Um sowohl deine Patient*innen, aber auch dich selbst zu schützen, solltest du die Rechte dieser kennen. Genauso wichtig ist es, über deine Pflichten als medizinisches Fachpersonal informiert zu sein. (3)

  • Mikroaggressionen sind alltägliche, scheinbar unbedeutende Äußerungen, Fragen oder Gesten, die eine Person oder eine Gruppe aufgrund ihrer Herkunft, Religion, Hautfarbe, sexuellen Orientierung oder ihres Geschlechts diskriminieren und verletzen können. (Bsp.: “Wo kommst du eigentlich her?” “Alle Frauen wollen Kinder.” “Machen Sie einfach mehr Sport.”) Das passiert oft unbewusst. Der Schaden für betroffene Personen ist aber groß.  Diese Aussagen können bereits eine Form von Medical Gaslighting sein. Solche Mikroaggressionen resultieren aus diskriminierenden Vorurteilen und müssen deshalb hinterfragt werden.

  • Makroaggressionen sind offene und bewusste Formen von Diskriminierung und Gewalt. Sie können sowohl auf individueller als auch auf struktureller Ebene auftreten. Es können z.B. rassistische oder homophobe Beleidigungen sein oder körperliche Angriffe. Du kannst dich informieren, welche Aussagen dazu gehören und wie du vermeiden kannst, deine Patient*innen zu verletzen (3).

Eigene Vorurteile erkennen und abbauen: 

Vorurteile sind Teil unseres Denkens – auch im medizinischen Alltag. Oft entstehen sie unbewusst durch Erfahrungen, gesellschaftliche Rollenbilder oder auch durch das, was wir in der Ausbildung lernen (2). Vor allem im medizinischen Setting werden Schubladen genutzt, um Beschwerden einzuordnen und Diagnosen zu finden. Diese Denkmuster können in Notsituationen teilweise hilfreich sein, doch gleichzeitig können sie auch dazu führen, dass Symptome bestimmter Personengruppen nicht richtig eingeordnet und Menschen falsch behandelt werden.

Der erste Schritt ist, diese Vorurteile überhaupt zu erkennen.

Frag dich:

  • “Beurteile ich Patient*innen unterschiedlich, je nachdem, ob sie FLINTA* oder cis-männlich sind?”

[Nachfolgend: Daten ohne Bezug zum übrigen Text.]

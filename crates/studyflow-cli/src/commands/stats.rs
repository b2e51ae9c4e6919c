use chrono::Utc;
use clap::Subcommand;

use studyflow_core::backend::backend_from_config;
use studyflow_core::stats::{streaks, week_activity};
use studyflow_core::{Config, Database, ProductivityScore, StudyStats};

#[derive(Subcommand)]
pub enum StatsAction {
    /// Totals and 7-day activity
    Summary,
    /// Productivity score
    Score,
    /// Current and longest streak
    Streak,
}

pub fn run(action: StatsAction) -> Result<(), Box<dyn std::error::Error>> {
    let db = Database::open()?;
    let today = Utc::now().date_naive();

    match action {
        StatsAction::Summary => {
            let days = db.session_days()?;
            let summary = serde_json::json!({
                "total_study_time_minutes": db.total_minutes()?,
                "session_count": db.session_count()?,
                "week_activity": week_activity(&days, today),
            });
            println!("{}", serde_json::to_string_pretty(&summary)?);
        }
        StatsAction::Score => {
            let stats = remote_or_local_stats(&db)?;
            let score = ProductivityScore::compute(&stats);
            println!("{}", serde_json::to_string_pretty(&score)?);
        }
        StatsAction::Streak => {
            let days = db.session_days()?;
            let (current, longest) = streaks(&days, today);
            let report = serde_json::json!({
                "current_streak": current,
                "longest_streak": longest,
                "week_activity": week_activity(&days, today),
            });
            println!("{}", serde_json::to_string_pretty(&report)?);
        }
    }
    Ok(())
}

/// Prefer the remote stats row when the backend is configured; fall back
/// to stats derived from the local session history.
fn remote_or_local_stats(db: &Database) -> Result<StudyStats, Box<dyn std::error::Error>> {
    let config = Config::load_or_default();
    let backend = backend_from_config(&config);
    match backend.fetch_stats() {
        Ok(Some(stats)) => return Ok(stats),
        Ok(None) => {}
        Err(e) => eprintln!("Warning: failed to fetch remote stats: {e}"),
    }

    let today = Utc::now().date_naive();
    let days = db.session_days()?;
    let (current, longest) = streaks(&days, today);
    Ok(StudyStats {
        total_study_time_minutes: db.total_minutes()?.min(u32::MAX as u64) as u32,
        current_streak: current,
        longest_streak: longest,
        distraction_score: 0,
        last_study_date: None,
    })
}
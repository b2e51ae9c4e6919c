//! End-to-end planner tests: wizard assembly through schedule generation,
//! plus property coverage of the generator invariants.

use proptest::prelude::*;

use studyflow_core::planner::suggest_for_labels;
use studyflow_core::{
    BlockType, EnergyLevel, Mood, PlanGenerator, PlannerInput, PlannerWizard, TimeBucket,
};

#[test]
fn wizard_to_schedule_flow() {
    let mut wizard = PlannerWizard::new();
    wizard.set_mood(Mood::Energetic);
    wizard.set_energy_level(EnergyLevel::High);

    let outcome = wizard.confirm_mood().unwrap();
    assert_eq!(
        outcome.suggestions,
        vec!["Mathematics", "Programming", "Physics", "Language Learning"]
    );

    wizard.toggle_subject("Mathematics");
    wizard.toggle_subject("Physics");
    wizard.add_custom_subject("Astronomy");
    wizard.set_time_available(TimeBucket::FourPlus);

    let input = wizard.finish().unwrap();
    let schedule = PlanGenerator::new().generate(&input);

    // 300 minutes at 45+10 per pair: 5 study blocks, subjects cycling
    // through the selection order.
    assert_eq!(schedule.len(), 10);
    let subjects: Vec<_> = schedule
        .iter()
        .filter(|b| b.block_type == BlockType::Study)
        .map(|b| b.subject.as_deref().unwrap())
        .collect();
    assert_eq!(
        subjects,
        vec!["Mathematics", "Physics", "Astronomy", "Mathematics", "Physics"]
    );
}

#[test]
fn unknown_labels_disable_suggestions_but_not_generation() {
    assert!(suggest_for_labels("tired", "high").is_empty());

    // Suggestions being empty doesn't stop a user from typing their own
    // subjects and generating.
    let input = PlannerInput {
        mood: Mood::Relaxed,
        energy_level: EnergyLevel::Medium,
        time_available: TimeBucket::OneToTwo,
        subjects: vec!["Astronomy".to_string()],
    };
    let schedule = PlanGenerator::new().generate(&input);
    assert_eq!(schedule.len(), 4); // floor(90/40) pairs
}

fn any_energy() -> impl Strategy<Value = EnergyLevel> {
    prop_oneof![
        Just(EnergyLevel::High),
        Just(EnergyLevel::Medium),
        Just(EnergyLevel::Low),
    ]
}

fn any_bucket() -> impl Strategy<Value = TimeBucket> {
    prop_oneof![
        Just(TimeBucket::OneToTwo),
        Just(TimeBucket::TwoToFour),
        Just(TimeBucket::FourPlus),
    ]
}

fn any_mood() -> impl Strategy<Value = Mood> {
    prop_oneof![
        Just(Mood::Energetic),
        Just(Mood::Focused),
        Just(Mood::Relaxed),
    ]
}

proptest! {
    #[test]
    fn generator_invariants(
        mood in any_mood(),
        energy_level in any_energy(),
        time_available in any_bucket(),
        subjects in proptest::collection::vec("[A-Za-z ]{1,24}", 1..6),
    ) {
        let input = PlannerInput { mood, energy_level, time_available, subjects };
        let schedule = PlanGenerator::new().generate(&input);

        let planning_minutes = input.time_available.planning_minutes();
        let study_minutes = input.energy_level.study_block_minutes();
        let expected_pairs = planning_minutes / (study_minutes + 10);

        // Study and break blocks alternate and come in equal numbers.
        prop_assert_eq!(schedule.len() as u32, expected_pairs * 2);
        for (i, block) in schedule.iter().enumerate() {
            if i % 2 == 0 {
                prop_assert_eq!(block.block_type, BlockType::Study);
                prop_assert_eq!(block.duration_minutes, study_minutes);
                prop_assert_eq!(
                    block.subject.as_deref(),
                    Some(input.subjects[(i / 2) % input.subjects.len()].as_str())
                );
                prop_assert!(block.technique.is_some());
            } else {
                prop_assert_eq!(block.block_type, BlockType::Break);
                prop_assert_eq!(block.duration_minutes, 10);
                prop_assert!(block.subject.is_none());
            }
        }

        // Determinism: a second run is identical.
        let again = PlanGenerator::new().generate(&input);
        prop_assert_eq!(schedule, again);
    }
}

  • “Habe ich schon einmal eine Diagnose zu schnell festgelegt, ohne genau hinzuhören?”

Es kann helfen, sich im Team auszutauschen und ehrlich in die Selbstreflexion zu gehen. Denkfallen passieren schnell und müssen enttarnt werden. Vorurteile abzubauen, heißt bewusst innezuhalten, zuzuhören und jede Person individuell wahrzunehmen. Nimm dir Zeit, auch wenn der Alltag stressig ist, und hinterfrage deine ersten Eindrücke. Nutze Checklisten oder Leitfäden, um Diagnosen systematisch und ohne voreilige Schlüsse zu prüfen.